Go through the data below and return each line containing the word "Option".

Source data:
———
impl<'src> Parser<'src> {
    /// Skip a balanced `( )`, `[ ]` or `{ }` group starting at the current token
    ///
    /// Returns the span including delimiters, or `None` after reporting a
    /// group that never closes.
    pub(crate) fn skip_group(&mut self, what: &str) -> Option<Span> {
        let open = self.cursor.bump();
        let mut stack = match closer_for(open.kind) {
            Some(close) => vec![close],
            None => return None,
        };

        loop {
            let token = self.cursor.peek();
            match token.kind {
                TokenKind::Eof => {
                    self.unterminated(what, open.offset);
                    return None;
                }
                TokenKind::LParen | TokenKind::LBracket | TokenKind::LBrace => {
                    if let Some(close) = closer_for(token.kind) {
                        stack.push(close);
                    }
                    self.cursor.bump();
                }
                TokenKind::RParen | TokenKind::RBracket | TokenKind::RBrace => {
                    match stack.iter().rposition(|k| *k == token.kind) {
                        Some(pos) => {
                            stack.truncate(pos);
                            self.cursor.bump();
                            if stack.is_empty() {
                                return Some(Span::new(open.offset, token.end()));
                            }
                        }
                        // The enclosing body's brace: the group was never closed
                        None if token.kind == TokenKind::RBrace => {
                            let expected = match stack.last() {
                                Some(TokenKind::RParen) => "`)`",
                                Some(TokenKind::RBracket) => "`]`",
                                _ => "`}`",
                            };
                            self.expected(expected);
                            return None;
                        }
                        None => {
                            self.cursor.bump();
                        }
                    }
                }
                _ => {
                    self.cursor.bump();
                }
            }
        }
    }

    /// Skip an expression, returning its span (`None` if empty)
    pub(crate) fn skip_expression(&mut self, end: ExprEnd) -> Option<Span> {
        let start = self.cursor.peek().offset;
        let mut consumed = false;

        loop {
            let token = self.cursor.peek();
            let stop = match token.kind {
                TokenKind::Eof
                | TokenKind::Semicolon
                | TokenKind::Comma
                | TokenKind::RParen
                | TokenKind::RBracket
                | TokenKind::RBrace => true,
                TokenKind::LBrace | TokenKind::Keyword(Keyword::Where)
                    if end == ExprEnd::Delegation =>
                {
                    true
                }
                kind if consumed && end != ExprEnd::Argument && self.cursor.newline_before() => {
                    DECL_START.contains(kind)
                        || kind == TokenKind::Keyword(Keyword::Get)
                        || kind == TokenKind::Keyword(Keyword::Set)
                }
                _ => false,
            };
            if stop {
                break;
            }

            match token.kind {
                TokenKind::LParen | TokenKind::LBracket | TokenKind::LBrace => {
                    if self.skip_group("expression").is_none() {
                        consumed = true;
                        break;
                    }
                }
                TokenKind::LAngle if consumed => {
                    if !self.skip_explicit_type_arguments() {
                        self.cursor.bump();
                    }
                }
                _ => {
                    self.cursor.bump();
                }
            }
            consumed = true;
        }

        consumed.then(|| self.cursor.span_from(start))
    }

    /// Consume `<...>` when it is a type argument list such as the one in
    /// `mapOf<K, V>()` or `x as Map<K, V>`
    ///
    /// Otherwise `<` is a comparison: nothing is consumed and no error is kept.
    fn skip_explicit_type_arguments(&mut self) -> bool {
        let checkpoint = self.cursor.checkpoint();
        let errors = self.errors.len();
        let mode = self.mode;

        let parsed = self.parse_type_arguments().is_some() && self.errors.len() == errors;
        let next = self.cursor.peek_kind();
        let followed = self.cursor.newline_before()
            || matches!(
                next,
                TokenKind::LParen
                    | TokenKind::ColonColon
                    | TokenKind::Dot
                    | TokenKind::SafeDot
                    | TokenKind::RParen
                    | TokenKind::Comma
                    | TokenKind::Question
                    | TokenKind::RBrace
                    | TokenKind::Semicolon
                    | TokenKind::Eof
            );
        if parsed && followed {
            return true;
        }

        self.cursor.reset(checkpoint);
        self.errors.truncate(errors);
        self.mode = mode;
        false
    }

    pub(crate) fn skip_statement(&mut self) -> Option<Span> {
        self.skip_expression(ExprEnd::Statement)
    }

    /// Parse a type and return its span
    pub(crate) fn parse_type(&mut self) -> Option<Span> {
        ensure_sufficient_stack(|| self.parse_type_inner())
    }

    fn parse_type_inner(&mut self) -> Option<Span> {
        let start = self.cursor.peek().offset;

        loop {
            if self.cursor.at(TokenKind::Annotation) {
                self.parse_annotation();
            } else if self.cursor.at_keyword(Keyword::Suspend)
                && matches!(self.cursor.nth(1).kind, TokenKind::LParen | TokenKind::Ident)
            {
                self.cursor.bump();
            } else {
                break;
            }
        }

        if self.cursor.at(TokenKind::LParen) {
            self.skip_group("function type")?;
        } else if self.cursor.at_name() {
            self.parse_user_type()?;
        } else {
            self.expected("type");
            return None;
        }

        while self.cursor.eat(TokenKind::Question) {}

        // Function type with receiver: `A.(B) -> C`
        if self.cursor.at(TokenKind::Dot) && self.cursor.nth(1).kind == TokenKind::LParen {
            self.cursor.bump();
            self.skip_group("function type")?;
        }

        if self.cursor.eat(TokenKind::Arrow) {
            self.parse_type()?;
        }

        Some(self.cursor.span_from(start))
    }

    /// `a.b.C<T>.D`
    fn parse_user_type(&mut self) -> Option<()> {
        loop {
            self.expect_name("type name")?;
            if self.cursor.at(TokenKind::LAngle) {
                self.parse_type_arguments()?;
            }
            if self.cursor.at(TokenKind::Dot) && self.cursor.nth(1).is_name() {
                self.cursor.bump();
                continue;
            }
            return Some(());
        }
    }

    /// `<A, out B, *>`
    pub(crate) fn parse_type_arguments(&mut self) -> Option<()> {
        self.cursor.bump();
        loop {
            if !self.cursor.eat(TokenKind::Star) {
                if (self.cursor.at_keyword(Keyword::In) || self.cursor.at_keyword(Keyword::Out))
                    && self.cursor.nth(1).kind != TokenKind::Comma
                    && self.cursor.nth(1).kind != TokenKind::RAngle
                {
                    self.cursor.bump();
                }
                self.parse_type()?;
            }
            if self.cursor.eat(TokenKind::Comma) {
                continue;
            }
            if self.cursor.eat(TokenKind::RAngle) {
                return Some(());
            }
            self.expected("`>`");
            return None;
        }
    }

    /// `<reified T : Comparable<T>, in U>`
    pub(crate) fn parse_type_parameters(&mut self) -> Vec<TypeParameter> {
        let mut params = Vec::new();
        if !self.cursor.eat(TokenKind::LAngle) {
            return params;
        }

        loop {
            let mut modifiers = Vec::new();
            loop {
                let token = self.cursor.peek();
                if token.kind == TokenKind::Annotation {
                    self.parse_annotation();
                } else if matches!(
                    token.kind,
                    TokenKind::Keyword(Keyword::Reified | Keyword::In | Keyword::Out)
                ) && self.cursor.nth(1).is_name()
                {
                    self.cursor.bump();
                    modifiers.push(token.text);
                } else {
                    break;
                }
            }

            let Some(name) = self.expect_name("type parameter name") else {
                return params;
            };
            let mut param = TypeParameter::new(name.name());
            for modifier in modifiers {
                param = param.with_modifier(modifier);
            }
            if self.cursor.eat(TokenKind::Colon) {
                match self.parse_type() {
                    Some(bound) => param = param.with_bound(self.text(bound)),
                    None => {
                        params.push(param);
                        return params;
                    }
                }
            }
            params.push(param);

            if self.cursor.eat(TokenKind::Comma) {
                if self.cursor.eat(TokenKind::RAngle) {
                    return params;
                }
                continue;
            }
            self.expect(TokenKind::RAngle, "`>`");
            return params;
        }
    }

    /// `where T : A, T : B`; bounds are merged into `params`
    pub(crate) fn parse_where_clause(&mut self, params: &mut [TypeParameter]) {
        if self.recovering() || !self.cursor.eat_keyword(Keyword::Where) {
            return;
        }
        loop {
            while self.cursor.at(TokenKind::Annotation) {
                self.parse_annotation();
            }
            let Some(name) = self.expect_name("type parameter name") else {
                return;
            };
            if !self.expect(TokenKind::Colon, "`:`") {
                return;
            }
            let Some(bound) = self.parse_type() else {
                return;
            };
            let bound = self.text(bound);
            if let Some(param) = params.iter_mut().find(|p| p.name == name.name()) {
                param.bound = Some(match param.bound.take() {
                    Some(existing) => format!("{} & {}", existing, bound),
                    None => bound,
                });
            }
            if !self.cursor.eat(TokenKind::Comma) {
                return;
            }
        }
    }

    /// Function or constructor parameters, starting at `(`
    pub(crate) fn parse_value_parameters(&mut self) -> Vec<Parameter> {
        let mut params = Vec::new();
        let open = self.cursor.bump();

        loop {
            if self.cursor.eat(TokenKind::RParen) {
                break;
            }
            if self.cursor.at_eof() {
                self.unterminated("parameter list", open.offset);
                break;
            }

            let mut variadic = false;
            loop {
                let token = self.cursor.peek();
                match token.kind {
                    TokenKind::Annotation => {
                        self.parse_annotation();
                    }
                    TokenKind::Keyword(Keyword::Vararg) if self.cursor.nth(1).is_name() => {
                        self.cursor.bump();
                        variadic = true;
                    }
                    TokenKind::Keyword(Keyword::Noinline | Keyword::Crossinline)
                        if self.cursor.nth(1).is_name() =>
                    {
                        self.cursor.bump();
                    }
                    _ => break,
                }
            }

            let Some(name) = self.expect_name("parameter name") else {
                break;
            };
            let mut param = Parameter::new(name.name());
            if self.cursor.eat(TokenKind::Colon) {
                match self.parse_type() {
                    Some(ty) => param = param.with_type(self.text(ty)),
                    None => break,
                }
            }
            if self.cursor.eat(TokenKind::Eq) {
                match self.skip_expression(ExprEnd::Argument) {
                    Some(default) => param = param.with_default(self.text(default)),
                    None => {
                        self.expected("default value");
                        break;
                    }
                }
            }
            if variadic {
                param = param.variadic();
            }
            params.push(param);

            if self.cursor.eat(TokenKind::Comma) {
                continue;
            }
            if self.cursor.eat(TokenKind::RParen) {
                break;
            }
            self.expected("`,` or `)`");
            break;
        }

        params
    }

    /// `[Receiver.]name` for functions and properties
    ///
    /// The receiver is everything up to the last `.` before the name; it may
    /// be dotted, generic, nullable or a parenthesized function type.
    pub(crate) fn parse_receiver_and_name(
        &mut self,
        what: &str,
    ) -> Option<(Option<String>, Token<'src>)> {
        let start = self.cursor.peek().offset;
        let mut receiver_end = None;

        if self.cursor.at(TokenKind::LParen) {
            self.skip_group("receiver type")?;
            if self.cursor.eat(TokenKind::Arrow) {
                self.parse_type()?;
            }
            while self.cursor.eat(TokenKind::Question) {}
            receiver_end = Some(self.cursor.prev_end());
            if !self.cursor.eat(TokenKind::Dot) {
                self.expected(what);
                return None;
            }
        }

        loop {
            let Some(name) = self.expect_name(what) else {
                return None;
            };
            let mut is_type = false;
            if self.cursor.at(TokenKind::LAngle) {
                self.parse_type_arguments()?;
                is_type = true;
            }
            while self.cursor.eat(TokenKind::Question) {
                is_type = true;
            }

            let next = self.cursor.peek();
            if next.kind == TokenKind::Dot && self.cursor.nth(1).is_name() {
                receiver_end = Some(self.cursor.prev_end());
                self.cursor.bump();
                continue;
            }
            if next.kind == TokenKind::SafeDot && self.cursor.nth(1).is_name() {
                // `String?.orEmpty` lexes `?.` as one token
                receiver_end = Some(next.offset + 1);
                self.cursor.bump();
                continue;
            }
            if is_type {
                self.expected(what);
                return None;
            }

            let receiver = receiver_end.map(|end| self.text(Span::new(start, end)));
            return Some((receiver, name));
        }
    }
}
———
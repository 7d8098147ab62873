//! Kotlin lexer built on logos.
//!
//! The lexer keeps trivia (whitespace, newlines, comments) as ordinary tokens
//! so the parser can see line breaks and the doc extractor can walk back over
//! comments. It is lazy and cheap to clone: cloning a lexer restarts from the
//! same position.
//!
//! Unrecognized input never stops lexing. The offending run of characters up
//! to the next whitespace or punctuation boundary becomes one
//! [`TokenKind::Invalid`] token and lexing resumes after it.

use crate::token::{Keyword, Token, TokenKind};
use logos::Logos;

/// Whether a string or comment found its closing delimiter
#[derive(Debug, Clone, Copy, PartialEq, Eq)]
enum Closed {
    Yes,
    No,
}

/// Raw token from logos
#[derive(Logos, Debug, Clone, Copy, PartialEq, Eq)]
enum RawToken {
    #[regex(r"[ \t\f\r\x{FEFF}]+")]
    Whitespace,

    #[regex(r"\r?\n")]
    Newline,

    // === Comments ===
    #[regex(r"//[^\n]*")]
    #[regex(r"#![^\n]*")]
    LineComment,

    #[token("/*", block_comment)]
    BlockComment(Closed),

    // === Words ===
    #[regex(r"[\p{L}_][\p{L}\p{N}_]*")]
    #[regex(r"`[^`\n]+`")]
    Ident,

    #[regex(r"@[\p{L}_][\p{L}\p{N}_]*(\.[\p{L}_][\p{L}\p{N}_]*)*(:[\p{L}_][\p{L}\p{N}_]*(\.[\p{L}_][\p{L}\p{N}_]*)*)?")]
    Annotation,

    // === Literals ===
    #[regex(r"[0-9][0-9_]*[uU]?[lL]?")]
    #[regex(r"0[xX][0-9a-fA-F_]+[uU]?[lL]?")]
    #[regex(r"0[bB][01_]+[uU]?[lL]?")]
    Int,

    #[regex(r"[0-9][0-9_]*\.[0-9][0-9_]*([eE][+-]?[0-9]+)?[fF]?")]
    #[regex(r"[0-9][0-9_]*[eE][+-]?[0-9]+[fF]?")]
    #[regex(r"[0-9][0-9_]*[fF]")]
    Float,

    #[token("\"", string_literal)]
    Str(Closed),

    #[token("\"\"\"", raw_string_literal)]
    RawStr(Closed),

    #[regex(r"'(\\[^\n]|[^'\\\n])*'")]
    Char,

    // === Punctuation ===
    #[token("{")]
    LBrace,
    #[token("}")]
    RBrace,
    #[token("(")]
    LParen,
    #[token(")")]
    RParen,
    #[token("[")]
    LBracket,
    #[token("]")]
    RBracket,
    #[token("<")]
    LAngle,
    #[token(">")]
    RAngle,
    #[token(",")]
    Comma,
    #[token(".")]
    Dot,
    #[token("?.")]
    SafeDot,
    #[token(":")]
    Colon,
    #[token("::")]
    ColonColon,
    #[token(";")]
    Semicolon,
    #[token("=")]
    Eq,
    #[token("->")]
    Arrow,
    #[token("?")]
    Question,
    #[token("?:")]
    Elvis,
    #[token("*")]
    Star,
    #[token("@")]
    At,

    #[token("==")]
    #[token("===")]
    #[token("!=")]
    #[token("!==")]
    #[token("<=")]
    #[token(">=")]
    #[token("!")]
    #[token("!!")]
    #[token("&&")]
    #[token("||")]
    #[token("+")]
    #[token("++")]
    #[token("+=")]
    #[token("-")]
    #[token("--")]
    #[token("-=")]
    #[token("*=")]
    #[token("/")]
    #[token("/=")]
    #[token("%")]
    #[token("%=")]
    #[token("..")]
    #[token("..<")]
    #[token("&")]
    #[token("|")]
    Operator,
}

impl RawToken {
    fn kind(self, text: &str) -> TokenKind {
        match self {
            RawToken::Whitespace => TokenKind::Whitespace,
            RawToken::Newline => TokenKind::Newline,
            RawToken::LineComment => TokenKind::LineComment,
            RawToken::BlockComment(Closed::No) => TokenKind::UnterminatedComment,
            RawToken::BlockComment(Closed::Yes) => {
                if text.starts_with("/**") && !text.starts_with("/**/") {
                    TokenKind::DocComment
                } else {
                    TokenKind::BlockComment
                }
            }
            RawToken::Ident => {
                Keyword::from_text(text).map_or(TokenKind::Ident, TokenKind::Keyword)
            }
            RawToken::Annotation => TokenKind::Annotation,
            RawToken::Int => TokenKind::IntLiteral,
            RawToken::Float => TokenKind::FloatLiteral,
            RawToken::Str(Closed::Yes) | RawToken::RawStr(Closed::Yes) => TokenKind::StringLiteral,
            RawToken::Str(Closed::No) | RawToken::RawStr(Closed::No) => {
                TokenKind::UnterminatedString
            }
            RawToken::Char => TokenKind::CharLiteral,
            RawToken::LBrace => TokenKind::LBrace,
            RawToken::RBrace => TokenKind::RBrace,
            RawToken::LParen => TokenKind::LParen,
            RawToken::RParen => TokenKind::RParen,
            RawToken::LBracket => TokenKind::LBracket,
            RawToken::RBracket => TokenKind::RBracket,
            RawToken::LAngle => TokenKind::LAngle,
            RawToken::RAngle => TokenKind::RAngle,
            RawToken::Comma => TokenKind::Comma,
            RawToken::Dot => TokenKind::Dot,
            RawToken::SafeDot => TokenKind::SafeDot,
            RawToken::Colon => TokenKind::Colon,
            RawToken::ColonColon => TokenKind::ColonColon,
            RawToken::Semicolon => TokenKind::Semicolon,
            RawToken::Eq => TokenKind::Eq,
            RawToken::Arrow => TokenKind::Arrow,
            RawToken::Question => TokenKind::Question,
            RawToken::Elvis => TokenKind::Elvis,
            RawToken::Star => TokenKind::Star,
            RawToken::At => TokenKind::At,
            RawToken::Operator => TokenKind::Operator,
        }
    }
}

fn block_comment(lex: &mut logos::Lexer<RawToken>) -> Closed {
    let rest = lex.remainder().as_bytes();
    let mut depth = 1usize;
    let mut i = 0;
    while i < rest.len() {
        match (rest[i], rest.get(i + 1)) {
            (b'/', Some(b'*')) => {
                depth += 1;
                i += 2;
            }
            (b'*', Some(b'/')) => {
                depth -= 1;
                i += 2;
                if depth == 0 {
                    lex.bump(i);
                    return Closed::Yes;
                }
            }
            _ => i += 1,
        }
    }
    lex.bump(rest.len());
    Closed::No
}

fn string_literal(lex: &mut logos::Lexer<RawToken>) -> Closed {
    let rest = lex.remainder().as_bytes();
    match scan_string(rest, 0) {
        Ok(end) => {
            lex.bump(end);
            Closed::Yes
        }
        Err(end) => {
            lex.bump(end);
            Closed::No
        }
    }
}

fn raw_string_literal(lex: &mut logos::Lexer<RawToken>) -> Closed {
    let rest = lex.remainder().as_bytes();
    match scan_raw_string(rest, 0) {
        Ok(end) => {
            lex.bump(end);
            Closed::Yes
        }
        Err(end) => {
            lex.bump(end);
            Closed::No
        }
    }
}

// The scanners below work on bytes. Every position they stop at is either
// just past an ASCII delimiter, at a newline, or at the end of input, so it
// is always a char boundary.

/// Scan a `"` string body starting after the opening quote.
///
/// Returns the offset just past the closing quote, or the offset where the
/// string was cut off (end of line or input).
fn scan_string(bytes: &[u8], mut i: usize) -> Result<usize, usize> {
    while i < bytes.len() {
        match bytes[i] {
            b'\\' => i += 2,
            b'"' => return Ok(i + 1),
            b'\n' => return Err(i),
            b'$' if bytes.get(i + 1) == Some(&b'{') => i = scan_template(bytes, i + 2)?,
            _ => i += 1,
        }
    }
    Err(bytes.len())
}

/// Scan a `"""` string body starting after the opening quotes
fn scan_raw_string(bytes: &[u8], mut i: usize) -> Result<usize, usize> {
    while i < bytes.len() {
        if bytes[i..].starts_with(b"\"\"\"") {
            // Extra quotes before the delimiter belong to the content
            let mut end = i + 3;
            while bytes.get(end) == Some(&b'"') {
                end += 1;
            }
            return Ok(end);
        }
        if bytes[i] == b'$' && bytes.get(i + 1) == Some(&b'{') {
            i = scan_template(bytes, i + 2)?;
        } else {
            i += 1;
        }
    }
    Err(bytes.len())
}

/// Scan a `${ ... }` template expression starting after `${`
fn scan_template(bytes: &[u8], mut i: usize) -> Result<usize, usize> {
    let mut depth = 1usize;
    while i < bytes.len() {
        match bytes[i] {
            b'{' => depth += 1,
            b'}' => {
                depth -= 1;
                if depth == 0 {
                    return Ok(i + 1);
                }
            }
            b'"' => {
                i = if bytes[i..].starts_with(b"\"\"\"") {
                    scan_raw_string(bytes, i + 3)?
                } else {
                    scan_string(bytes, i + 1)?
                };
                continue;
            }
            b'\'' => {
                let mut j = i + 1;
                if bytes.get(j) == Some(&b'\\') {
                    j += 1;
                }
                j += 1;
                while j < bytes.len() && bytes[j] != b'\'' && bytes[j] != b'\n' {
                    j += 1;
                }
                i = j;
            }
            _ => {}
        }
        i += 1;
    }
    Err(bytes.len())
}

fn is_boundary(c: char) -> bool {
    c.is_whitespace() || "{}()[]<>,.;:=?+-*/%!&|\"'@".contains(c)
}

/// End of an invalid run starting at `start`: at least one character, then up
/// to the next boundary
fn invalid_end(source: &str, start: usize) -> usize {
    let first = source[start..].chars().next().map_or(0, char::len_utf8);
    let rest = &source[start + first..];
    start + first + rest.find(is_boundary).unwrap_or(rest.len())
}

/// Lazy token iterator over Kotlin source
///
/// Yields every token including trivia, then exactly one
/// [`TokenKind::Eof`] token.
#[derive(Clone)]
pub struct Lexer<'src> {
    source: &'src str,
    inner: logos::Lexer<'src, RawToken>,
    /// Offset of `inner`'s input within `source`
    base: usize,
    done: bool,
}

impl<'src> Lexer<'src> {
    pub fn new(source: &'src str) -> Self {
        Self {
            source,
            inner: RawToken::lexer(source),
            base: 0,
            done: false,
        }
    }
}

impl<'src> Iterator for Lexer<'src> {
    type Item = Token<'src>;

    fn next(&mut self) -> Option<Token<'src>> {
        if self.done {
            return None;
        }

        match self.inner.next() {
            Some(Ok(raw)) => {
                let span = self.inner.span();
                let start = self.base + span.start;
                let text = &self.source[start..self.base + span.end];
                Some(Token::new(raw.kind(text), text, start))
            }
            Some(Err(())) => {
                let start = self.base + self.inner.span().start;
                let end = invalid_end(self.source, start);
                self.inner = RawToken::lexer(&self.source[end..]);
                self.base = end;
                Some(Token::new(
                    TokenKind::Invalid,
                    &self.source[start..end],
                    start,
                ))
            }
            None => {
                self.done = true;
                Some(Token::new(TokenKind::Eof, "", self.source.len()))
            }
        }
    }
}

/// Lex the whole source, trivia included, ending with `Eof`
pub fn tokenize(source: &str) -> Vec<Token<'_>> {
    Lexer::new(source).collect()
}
———
▶ Answer space
    pub(crate) fn skip_group(&mut self, what: &str) -> Option<Span> {
    pub(crate) fn skip_expression(&mut self, end: ExprEnd) -> Option<Span> {
    pub(crate) fn skip_statement(&mut self) -> Option<Span> {
    pub(crate) fn parse_type(&mut self) -> Option<Span> {
    fn parse_type_inner(&mut self) -> Option<Span> {
    fn parse_user_type(&mut self) -> Option<()> {
    pub(crate) fn parse_type_arguments(&mut self) -> Option<()> {
    ) -> Option<(Option<String>, Token<'src>)> {
    fn next(&mut self) -> Option<Token<'src>> {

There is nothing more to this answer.